Getting ahead in an accelerating world
While there are many things you need to do in order to succeed in a fast-changing world, I think there are three core skills you must commit to in order to adapt to change.
Together, these core skills will set you up to succeed in a future that you’re unable to predict but can be certain will be different from where you are now (as illustrated in figure 5.1).
- Learn to unlearn: be open-minded. Be ready to unlearn and let go of old rules and assumptions about how things work and what’s possible.
- Think: be flexible. Stretch yourself to adapt to change and be ready to yield to the wind and try new approaches.
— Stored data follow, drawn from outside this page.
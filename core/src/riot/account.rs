use serde::{Deserialize, Serialize};
use tracing::*;

use super::{RiotApiError, TftClient};

#[derive(Debug, Clone, Serialize, Deserialize, PartialEq, Eq)]
#[serde(rename_all = "camelCase")]
pub struct Account {
    pub puuid: String,
    #[serde(default)]
    pub game_name: Option<String>,
    #[serde(default)]
    pub tag_line: Option<String>,
}

impl TftClient {
    /// ACCOUNT-V1: resolves a riot id (`game_name#tag_line`) to its account.
    #[instrument(skip(self))]
    pub async fn account_by_riot_id(
        &self,
        game_name: &str,
        tag_line: &str,
    ) -> Result<Account, RiotApiError> {
        let url = self.endpoint(&[
            "riot",
            "account",
            "v1",
            "accounts",
            "by-riot-id",
            game_name,
            tag_line,
        ])?;
        self.get_json(self.http.get(url)).await
    }

    pub async fn puuid_by_riot_id(
        &self,
        game_name: &str,
        tag_line: &str,
    ) -> Result<String, RiotApiError> {
        Ok(self.account_by_riot_id(game_name, tag_line).await?.puuid)
    }
}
- Act: be proactive. Change before you have to, by preparing for future changes, and be open to embracing the new
Learn to unlearn: be open-minded
Early in 2012, after more than 10 years of living in the United States, my family and I returned to live in Melbourne, a city that I’d lived in for only one year over the previous 17 (and that was the year my first child was born, so my memories are encased in a sleep-deprived fog). As I soon discovered, my mental maps of Melbourne’s road system, good cafés, restaurants and shopping centres were in dire need of an update. While I’d kept my old Melway street directory from the 1990s I quickly realised I needn’t have bothered. Not only was my Melway woefully out of date for many parts of the city—which had transformed from industrial wastelands into vibrant urban centres—but several new, big toll roads, complete with tunnels and bridges, had been built, totally changing the routes around the city.
Thank God for the satellite navigation system in my new car! Needless to say, from driving on the other side of the road to enrolling my kids in new school systems and sports, since arriving back in Melbourne I’ve had to do a lot of learning, but I’ve had to do even more ‘unlearning’ in order to undergo the required ‘relearning’. I could never have learned how to navigate around the city had I kept relying on my mental maps or my old street directory. I had to donate the latter to the recycling bin and declare myself a novice navigator before I could once again become a competent one. I’m pleased to say that I can now make my way to the airport without any wrong turns (on a good day!).